Conversation 3481 - Vivre avec le secret

Anonyme
Mercredi 1 janvier 2003 - 23:00

shalom, suite à la question 2143,
J'ai une question tres delicate a poser, et j'avoue que la personne ayant posé la question 2143 m'a beaucoup aidé! Merci!
Vous deciderez si cela peut etre ecrit en public sur ce site ou pas;
Voila, ma grande soeur et moi avons perdu nos parents il y a queques temps, (d'abord notre mere, puis quelques annees plus tard notre pere), on a ete placees dans un foyer juif plus ou moins religieux pour poursuivre nos etudes jusqu'a la majorité; aujourdh'ui nous sommes toutes les deux mariees, ma soeur a plusieurs enfants et moi un seul pour le moment, on habite dans la meme ville et on est en tres bons termes; mais j'ai gardé un grand secret depuis ma tendre enfance que j'aimerai vous reveler: j'ai subi des attouchements sexuels par mon pere quand j'etais tres jeune... c'etait enfoui dans ma memoire pendant des années, et depuis le jour ou cela a ressurgi je ressens le besoin d'en parler a quelqu'un , un professionnel qui pourrait m'aider a "vivre" vraiment avec cet element de mon passé que j'ai vainement essayé de refouler; mais, le gros probleme que j'ai depuis des annees est la crainte de transgresser le respect de nos parents; Pour moi le respect des parents est aussi valable apres leur mort (pour la Tora aussi?), et a partir du moment ou j'en parle a un psy par exemple, il/elle risquerait de provoquer en moi peut-etre de la colere ou de la haine envers mon pere que j'aime tellement; mais pourtant je vis tres mal avec cela, meme si j'essaye de lui trouver toutes les raisons du monde, je l'aime trop meme pour lui faire de la peine la ou il est; Bien evidement je n'en parlerai jamais a des gens qui l'ont connu, mais je sais que certains conflits que je vis aujourdh'ui avec mon conjoint proviennent de cet element; je n'en ai jamais parlé a mon mari, il sait simplement que j'ai subi cela quand j'etais petite, par un "ami" de la famille et que personne n'est au courant a part lui; mais je ne veux surtout pas qu'il pense du mal de mon papa.
S'il vous plait aidez-moi - si vous le pouvez,
Pardon pour la longueur de cette lettre, et Merci pour votre soutien,

Rav S.D. Botshko
Jeudi 2 janvier 2003 - 23:00

J'ai lu votre lettre avec attention et je vais m'efforcer de répondre à votre question qui peut se résumer ainsi:
A-t-on le droit de dire du lachon Hara à un thérapeute sur quelqu'un qui nous a fait du mal?
La réponse est que c'est tout à fait autorisé.
Ceci pour plusieurs raisons. Un médecin ou un rabbin n'écoute pas pour penser du mal de qulqu'un mais pour aider la personne qui souffre.
De plus, dans la Halakha, nous voyons que l'on a même l'obligation parfois de dire du lachon Hara, par exemple pour prévenir quelqu'un d'un tort qui pourrait lui être causer.
Aussi, dans votre cas, vous pouvez, peut être même devez en parler à quelqu'un qui puisse vous aider, un thérapeute ou un proche.
J'ajouterai que votre père n'étant plus de ce monde. Il a quitté le monde du mensonge et de l'apparence. Rien ne peut être plus favorable pour son repos que le fait que vous soyez heureuse, bien dans votre peau et que les plaies qu'il a ouvertes se soient cicatrisées.

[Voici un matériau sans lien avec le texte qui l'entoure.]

//! Action execution.
//!
//! - [`ExecutionDispatcher`]: turns requests into operations and drives them
//!   through the cache and the runner
//! - [`CommandRunner`]: runs one subprocess with a timeout; [`ProcessRunner`]
//!   runs it directly or under the isolation wrapper
//! - [`sandbox`]: startup validation of the isolation wrapper
//!
//! # Execution Flow
//!
//! 1. [`ExecutionDispatcher::submit`] registers a QUEUED operation
//! 2. Action cache hit: the operation completes without running anything
//! 3. Miss: inputs are staged into a scratch directory, the operation moves
//!    to EXECUTING and [`CommandRunner::run`] executes the command
//! 4. Outputs go to the CAS, the result to the action cache, and the
//!    operation ends COMPLETED or ERROR

pub mod dispatcher;
pub mod runner;
pub mod sandbox;

pub use dispatcher::{ActionSource, ExecuteRequest, ExecutionDispatcher, SubmitError, Submission};
pub use runner::{CommandRunner, ProcessRunner, RunOutput, RunSpec, RunnerError};
pub use sandbox::{SandboxBinary, SandboxError};
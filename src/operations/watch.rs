use futures::Stream;
use tokio::sync::watch;

use crate::operations::operation::{Operation, OperationId};

/// One subscriber's view of an operation.
///
/// Yields the current snapshot first, then every later transition in the
/// order the registry applied them, and ends after the terminal snapshot.
/// The watcher keeps its own cursor into the operation's append-only
/// history, so slow watchers never miss a transition and never hold a lock
/// while waiting. Dropping it releases only this subscription.
pub struct OperationWatch {
    id: OperationId,
    receiver: watch::Receiver<Vec<Operation>>,
    /// Index of the next history entry to yield.
    cursor: usize,
    finished: bool,
}

impl OperationWatch {
    /// The attach point is the snapshot current at this call, not at the
    /// first poll.
    pub(crate) fn new(id: OperationId, receiver: watch::Receiver<Vec<Operation>>) -> Self {
        let cursor = receiver.borrow().len().saturating_sub(1);
        Self {
            id,
            receiver,
            cursor,
            finished: false,
        }
    }

    pub fn operation_id(&self) -> OperationId {
        self.id
    }

    /// Next snapshot, or `None` once the terminal snapshot has been yielded.
    pub async fn next(&mut self) -> Option<Operation> {
        if self.finished {
            return None;
        }

        loop {
            let next = {
                let history = self.receiver.borrow_and_update();
                if self.cursor < history.len() {
                    self.cursor += 1;
                    Some(history[self.cursor - 1].clone())
                } else {
                    None
                }
            };

            if let Some(op) = next {
                if op.is_terminal() {
                    self.finished = true;
                }
                return Some(op);
            }

            if self.receiver.changed().await.is_err() {
                // Sender gone and the history fully drained.
                if self.cursor >= self.receiver.borrow().len() {
                    self.finished = true;
                    return None;
                }
            }
        }
    }

    /// Wait for the terminal snapshot, skipping intermediate ones.
    pub async fn wait_terminal(mut self) -> Option<Operation> {
        let mut last = None;
        while let Some(op) = self.next().await {
            last = Some(op);
        }
        last.filter(Operation::is_terminal)
    }

    pub fn into_stream(self) -> impl Stream<Item = Operation> + Send + 'static {
        futures::stream::unfold(self, |mut watch| async move {
            watch.next().await.map(|op| (op, watch))
        })
    }
}

#[cfg(test)]
mod tests {
    use std::time::Duration;

    use futures::StreamExt;

    use crate::action::{ActionResult, ExecutionMetadata};
    use crate::cache::Digest;
    use crate::operations::operation::{ErrorKind, ExecutionStage, OperationError, Transition};
    use crate::operations::OperationRegistry;

    fn result() -> ActionResult {
        ActionResult {
            output_files: Vec::new(),
            exit_code: 0,
            stdout_digest: Digest::empty(),
            stderr_digest: Digest::empty(),
            execution_metadata: ExecutionMetadata::default(),
        }
    }

    #[tokio::test]
    async fn attach_before_execution_sees_every_stage() {
        let registry = OperationRegistry::new();
        let id = registry.create(Digest::of(b"a"));
        let watch = registry.subscribe(&id).unwrap();

        registry.update(&id, Transition::Start).unwrap();
        registry
            .update(
                &id,
                Transition::Complete {
                    result: result(),
                    cached: false,
                },
            )
            .unwrap();

        let stages: Vec<ExecutionStage> = watch.into_stream().map(|op| op.stage()).collect().await;
        assert_eq!(
            stages,
            vec![
                ExecutionStage::Queued,
                ExecutionStage::Executing,
                ExecutionStage::Completed
            ]
        );
    }

    #[tokio::test]
    async fn attach_mid_execution_starts_at_current_snapshot() {
        let registry = OperationRegistry::new();
        let id = registry.create(Digest::of(b"a"));
        registry.update(&id, Transition::Start).unwrap();
        let watch = registry.subscribe(&id).unwrap();
        registry
            .update(
                &id,
                Transition::Complete {
                    result: result(),
                    cached: false,
                },
            )
            .unwrap();

        let stages: Vec<ExecutionStage> = watch.into_stream().map(|op| op.stage()).collect().await;
        assert_eq!(
            stages,
            vec![ExecutionStage::Executing, ExecutionStage::Completed]
        );
    }

    #[tokio::test]
    async fn attach_after_terminal_yields_one_snapshot() {
        let registry = OperationRegistry::new();
        let id = registry.create(Digest::of(b"a"));
        registry
            .update(
                &id,
                Transition::Fail(OperationError::new(ErrorKind::MissingInput, "gone")),
            )
            .unwrap();

        let mut watch = registry.subscribe(&id).unwrap();
        let op = watch.next().await.unwrap();
        assert_eq!(op.stage(), ExecutionStage::Error);
        assert!(watch.next().await.is_none());
        assert!(watch.next().await.is_none());
    }

    #[tokio::test]
    async fn watcher_waits_for_transitions() {
        let registry = std::sync::Arc::new(OperationRegistry::new());
        let id = registry.create(Digest::of(b"a"));
        let mut watch = registry.subscribe(&id).unwrap();
        assert_eq!(watch.next().await.unwrap().stage(), ExecutionStage::Queued);

        let writer = registry.clone();
        tokio::spawn(async move {
            tokio::time::sleep(Duration::from_millis(20)).await;
            writer.update(&id, Transition::Start).unwrap();
        });

        let op = tokio::time::timeout(Duration::from_secs(2), watch.next())
            .await
            .expect("watcher should wake on transition")
            .unwrap();
        assert_eq!(op.stage(), ExecutionStage::Executing);
    }

    #[tokio::test]
    async fn independent_watchers_see_same_terminal() {
        let registry = OperationRegistry::new();
        let id = registry.create(Digest::of(b"a"));
        let early = registry.subscribe(&id).unwrap();
        registry.update(&id, Transition::Start).unwrap();
        let late = registry.subscribe(&id).unwrap();
        registry
            .update(
                &id,
                Transition::Complete {
                    result: result(),
                    cached: false,
                },
            )
            .unwrap();

        let a = early.wait_terminal().await.unwrap();
        let b = late.wait_terminal().await.unwrap();
        assert_eq!(a, b);
        assert_eq!(a.stage(), ExecutionStage::Completed);
    }
}
pub mod action;
pub mod cache;
pub mod config;
pub mod dashboard;
pub mod error;
pub mod grpc;
pub mod node;
pub mod operations;
pub mod pidfile;
pub mod shutdown;
pub mod worker;

// Re-export generated protobuf types
pub mod proto {
    tonic::include_proto!("remote_worker");
}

Bien entendu vous avez des sentiments contradictoires envers lui. Ne vous sentez pas coupables de ses sentiments. Vous avez tout à fait le droit de condamner ce qu'il vous a fait et malgrès tout l'aimer parcequ'il est votre père et l'homme qui vous a donné la vie. La Halakha a d'ailleurs légitimé ces sentiments contradictoires. Lorsqu'un homme décède, ses enfants doivent prononcer deux bénédictions, l'une qui exprime la peine et la douleur:Bénit Celui qui juge juste, l'autre qui exprime la reconnaissance d'être arrivé à ce jour (Shehekhiyanou) où les enfants bénéficient de l'héritage.

La Talmud dit aussi, qu'un père ne peut sauver ses enfants par ses mérites, mais que les enfants peuvent sauver leur père par leur mérite. En d'autres temes, vous n'avez aucune responsabilité dans les actes commis par votre papa et sans doute, il s'agit d'un homme complexe où le meilleur a dù côtoyer le pire. La Guemara enseigne, que des hommes comme Haman ou Sissera ont eu des descendants qui se sont convertis et sont devenus des hommes de Thora.

En conclusion, vous pouvez en parler librement à un thérapeute ainsi qu'à vos proches. Je suis persuadé, qu'avec votre époux, vous construisez une Bayit néeman Beyisraël, une belle maison juive, une maison tournée vers l'avenir pour servir Hachem dans la joie.

Avec toutes mes Berahot.

Anonyme
Vendredi 3 janvier 2003 - 23:00

Vous écriviez "La Guemara enseigne, que des hommes comme Haman ou Sissera ont eu des descendants qui se sont convertis et sont devenus des hommes de Thora."
N'a-t-on pas pendu tous les fils de Haman?

Rav S.D. Botshko
Samedi 4 janvier 2003 - 23:00

La référence de cette guemara est Sanhédrin 96b.
Vraissemblablement que bien que tous les fils de Haman aient été tués, il devait avoit déjà des petits fils.

Anonyme
Lundi 6 janvier 2003 - 23:00

Suite a la question 3481,
Cher Rav, je voudrais vous remercier du fond du coeur; Votre reponse, le choix des mots que vous avez employés m'ont vraiment reconforter!
Le bien-etre que j'ai ressenti apres avoir lu votre reponse, et pris la decision d'en parler a certainement permis a mon papa d'enfin "se reposer" en sachant qu'a present je pouvais me sentir mieux, et il doit vous remercier et vous envoyer des Berah'ot de la ou il est.
Qu'Hachem fasse que vous puissiez aider encore des milliers d'ames et que l'on soit vite delivré.
Amen et chouv TODA !

Rav S.D. Botshko
Mardi 7 janvier 2003 - 23:00

Je vous remercie pour vos mots d'encouragment.

Et encore une fois toutes mes Berahot pour votre famille.